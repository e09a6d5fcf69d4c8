//! Client for the block-indexing REST API and the multi-block scans built on
//! it (sender leaderboard, address history). The indexer serves blocks with
//! embedded transaction objects, which the hash-only RPC block form lacks.

use std::collections::HashMap;
use std::time::Duration;

use futures_util::{stream, StreamExt, TryStreamExt};
use reqwest::StatusCode;
use url::Url;

use crate::error::{ChainError, ChainResult};
use crate::models::{AddressActivity, IndexedBlock, LeaderboardEntry};
use crate::units::wei_to_ether;

/// Concurrent block requests per scan.
const SCAN_CONCURRENCY: usize = 4;

#[derive(Debug, Clone)]
pub struct IndexerClient {
    client: reqwest::Client,
    base_url: Url,
    network: String,
}

impl IndexerClient {
    pub fn new(
        base_url: &str,
        network: impl Into<String>,
        timeout: Option<Duration>,
    ) -> ChainResult<Self> {
        let mut base_url = Url::parse(base_url)
            .map_err(|e| ChainError::Transport(format!("invalid indexer url {base_url:?}: {e}")))?;
        if !base_url.path().ends_with('/') {
            let path = format!("{}/", base_url.path());
            base_url.set_path(&path);
        }

        let mut builder = reqwest::Client::builder().no_proxy();
        if let Some(timeout) = timeout {
            builder = builder.timeout(timeout);
        }
        let client = builder.build()?;

        Ok(Self {
            client,
            base_url,
            network: network.into(),
        })
    }

    fn endpoint(&self, tail: &str) -> ChainResult<Url> {
        self.base_url
            .join(&format!("networks/{}/{}", self.network, tail))
            .map_err(|e| ChainError::Transport(format!("invalid indexer path: {e}")))
    }

    async fn get_block(&self, tail: &str, what: String) -> ChainResult<IndexedBlock> {
        let url = self.endpoint(tail)?;
        let response = self.client.get(url).send().await?;

        match response.status() {
            StatusCode::NOT_FOUND => Err(ChainError::NotFound(what)),
            status if !status.is_success() => Err(ChainError::Transport(format!(
                "indexer returned http status {status} for {what}"
            ))),
            _ => {
                let body = response.bytes().await?;
                serde_json::from_slice(&body)
                    .map_err(|e| ChainError::Parse(format!("malformed indexer {what}: {e}")))
            }
        }
    }

    /// Latest indexed block descriptor.
    pub async fn latest(&self) -> ChainResult<IndexedBlock> {
        self.get_block("latest", "latest indexed block".to_string())
            .await
    }

    pub async fn block(&self, number: u64) -> ChainResult<IndexedBlock> {
        self.get_block(&number.to_string(), format!("indexed block {number}"))
            .await
    }

    /// The latest block and up to `depth - 1` predecessors, newest first.
    pub async fn recent_blocks(&self, depth: u64) -> ChainResult<Vec<IndexedBlock>> {
        if depth == 0 {
            return Ok(Vec::new());
        }

        let latest = self.latest().await?;
        let start = latest.number.saturating_sub(depth - 1);
        tracing::debug!(
            network = %self.network,
            from = start,
            to = latest.number,
            "scanning indexed blocks"
        );

        stream::iter((start..=latest.number).rev())
            .map(|number| self.block(number))
            .buffered(SCAN_CONCURRENCY)
            .try_collect()
            .await
    }

    pub async fn leaderboard(&self, depth: u64, limit: usize) -> ChainResult<Vec<LeaderboardEntry>> {
        let blocks = self.recent_blocks(depth).await?;
        Ok(rank_senders(&blocks, limit))
    }

    pub async fn address_history(
        &self,
        address: &str,
        depth: u64,
    ) -> ChainResult<Vec<AddressActivity>> {
        let blocks = self.recent_blocks(depth).await?;
        Ok(activity_for(&blocks, address))
    }
}

/// Senders ordered by transaction count, then total value moved.
pub fn rank_senders(blocks: &[IndexedBlock], limit: usize) -> Vec<LeaderboardEntry> {
    let mut by_sender: HashMap<String, LeaderboardEntry> = HashMap::new();

    for tx in blocks.iter().flat_map(|b| b.transactions.iter()) {
        let address = tx.from.to_lowercase();
        let entry = by_sender
            .entry(address.clone())
            .or_insert_with(|| LeaderboardEntry {
                address,
                tx_count: 0,
                total_value_ether: 0.0,
            });
        entry.tx_count += 1;
        let value = wei_to_ether(&tx.value);
        if value.is_finite() {
            entry.total_value_ether += value;
        }
    }

    let mut ranked: Vec<LeaderboardEntry> = by_sender.into_values().collect();
    ranked.sort_by(|a, b| {
        b.tx_count
            .cmp(&a.tx_count)
            .then_with(|| b.total_value_ether.total_cmp(&a.total_value_ether))
            .then_with(|| a.address.cmp(&b.address))
    });
    ranked.truncate(limit);
    ranked
}

/// Transactions sent from or to `address`, in block order as given.
pub fn activity_for(blocks: &[IndexedBlock], address: &str) -> Vec<AddressActivity> {
    let needle = address.to_lowercase();
    let mut out = Vec::new();

    for block in blocks {
        for tx in &block.transactions {
            let outgoing = tx.from.to_lowercase() == needle;
            let incoming = tx
                .to
                .as_deref()
                .map(|to| to.to_lowercase() == needle)
                .unwrap_or(false);
            if !(outgoing || incoming) {
                continue;
            }
            out.push(AddressActivity {
                block_number: block.number,
                timestamp: block.timestamp,
                hash: tx.hash.clone(),
                from: tx.from.clone(),
                to: tx.to.clone(),
                value_ether: wei_to_ether(&tx.value),
                outgoing,
            });
        }
    }
    out
}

-- -- --

■ TRY IT
Please copy each line above exactly as written.

■ TASK RESULT
repository e09a6d5fcf69d4c8
//! Client for the block-indexing REST API and the multi-block scans built on
//! it (sender leaderboard, address history). The indexer serves blocks with
//! embedded transaction objects, which the hash-only RPC block form lacks.

use std::collections::HashMap;
use std::time::Duration;

use futures_util::{stream, StreamExt, TryStreamExt};
use reqwest::StatusCode;
use url::Url;

use crate::error::{ChainError, ChainResult};
use crate::models::{AddressActivity, IndexedBlock, LeaderboardEntry};
use crate::units::wei_to_ether;

/// Concurrent block requests per scan.
const SCAN_CONCURRENCY: usize = 4;

#[derive(Debug, Clone)]
pub struct IndexerClient {
    client: reqwest::Client,
    base_url: Url,
    network: String,
}

impl IndexerClient {
    pub fn new(
        base_url: &str,
        network: impl Into<String>,
        timeout: Option<Duration>,
    ) -> ChainResult<Self> {
        let mut base_url = Url::parse(base_url)
            .map_err(|e| ChainError::Transport(format!("invalid indexer url {base_url:?}: {e}")))?;
        if !base_url.path().ends_with('/') {
            let path = format!("{}/", base_url.path());
            base_url.set_path(&path);
        }

        let mut builder = reqwest::Client::builder().no_proxy();
        if let Some(timeout) = timeout {
            builder = builder.timeout(timeout);
        }
        let client = builder.build()?;

        Ok(Self {
            client,
            base_url,
            network: network.into(),
        })
    }

    fn endpoint(&self, tail: &str) -> ChainResult<Url> {
        self.base_url
            .join(&format!("networks/{}/{}", self.network, tail))
            .map_err(|e| ChainError::Transport(format!("invalid indexer path: {e}")))
    }

    async fn get_block(&self, tail: &str, what: String) -> ChainResult<IndexedBlock> {
        let url = self.endpoint(tail)?;
        let response = self.client.get(url).send().await?;

        match response.status() {
            StatusCode::NOT_FOUND => Err(ChainError::NotFound(what)),
            status if !status.is_success() => Err(ChainError::Transport(format!(
                "indexer returned http status {status} for {what}"
            ))),
            _ => {
                let body = response.bytes().await?;
                serde_json::from_slice(&body)
                    .map_err(|e| ChainError::Parse(format!("malformed indexer {what}: {e}")))
            }
        }
    }

    /// Latest indexed block descriptor.
    pub async fn latest(&self) -> ChainResult<IndexedBlock> {
        self.get_block("latest", "latest indexed block".to_string())
            .await
    }

    pub async fn block(&self, number: u64) -> ChainResult<IndexedBlock> {
        self.get_block(&number.to_string(), format!("indexed block {number}"))
            .await
    }

    /// The latest block and up to `depth - 1` predecessors, newest first.
    pub async fn recent_blocks(&self, depth: u64) -> ChainResult<Vec<IndexedBlock>> {
        if depth == 0 {
            return Ok(Vec::new());
        }

        let latest = self.latest().await?;
        let start = latest.number.saturating_sub(depth - 1);
        tracing::debug!(
            network = %self.network,
            from = start,
            to = latest.number,
            "scanning indexed blocks"
        );

        stream::iter((start..=latest.number).rev())
            .map(|number| self.block(number))
            .buffered(SCAN_CONCURRENCY)
            .try_collect()
            .await
    }

    pub async fn leaderboard(&self, depth: u64, limit: usize) -> ChainResult<Vec<LeaderboardEntry>> {
        let blocks = self.recent_blocks(depth).await?;
        Ok(rank_senders(&blocks, limit))
    }

    pub async fn address_history(
        &self,
        address: &str,
        depth: u64,
    ) -> ChainResult<Vec<AddressActivity>> {
        let blocks = self.recent_blocks(depth).await?;
        Ok(activity_for(&blocks, address))
    }
}

/// Senders ordered by transaction count, then total value moved.
pub fn rank_senders(blocks: &[IndexedBlock], limit: usize) -> Vec<LeaderboardEntry> {
    let mut by_sender: HashMap<String, LeaderboardEntry> = HashMap::new();

    for tx in blocks.iter().flat_map(|b| b.transactions.iter()) {
        let address = tx.from.to_lowercase();
        let entry = by_sender
            .entry(address.clone())
            .or_insert_with(|| LeaderboardEntry {
                address,
                tx_count: 0,
                total_value_ether: 0.0,
            });
        entry.tx_count += 1;
        let value = wei_to_ether(&tx.value);
        if value.is_finite() {
            entry.total_value_ether += value;
        }
    }

    let mut ranked: Vec<LeaderboardEntry> = by_sender.into_values().collect();
    ranked.sort_by(|a, b| {
        b.tx_count
            .cmp(&a.tx_count)
            .then_with(|| b.total_value_ether.total_cmp(&a.total_value_ether))
            .then_with(|| a.address.cmp(&b.address))
    });
    ranked.truncate(limit);
    ranked
}

/// Transactions sent from or to `address`, in block order as given.
pub fn activity_for(blocks: &[IndexedBlock], address: &str) -> Vec<AddressActivity> {
    let needle = address.to_lowercase();
    let mut out = Vec::new();

    for block in blocks {
        for tx in &block.transactions {
            let outgoing = tx.from.to_lowercase() == needle;
            let incoming = tx
                .to
                .as_deref()
                .map(|to| to.to_lowercase() == needle)
                .unwrap_or(false);
            if !(outgoing || incoming) {
                continue;
            }
            out.push(AddressActivity {
                block_number: block.number,
                timestamp: block.timestamp,
                hash: tx.hash.clone(),
                from: tx.from.clone(),
                to: tx.to.clone(),
                value_ether: wei_to_ether(&tx.value),
                outgoing,
            });
        }
    }
    out
}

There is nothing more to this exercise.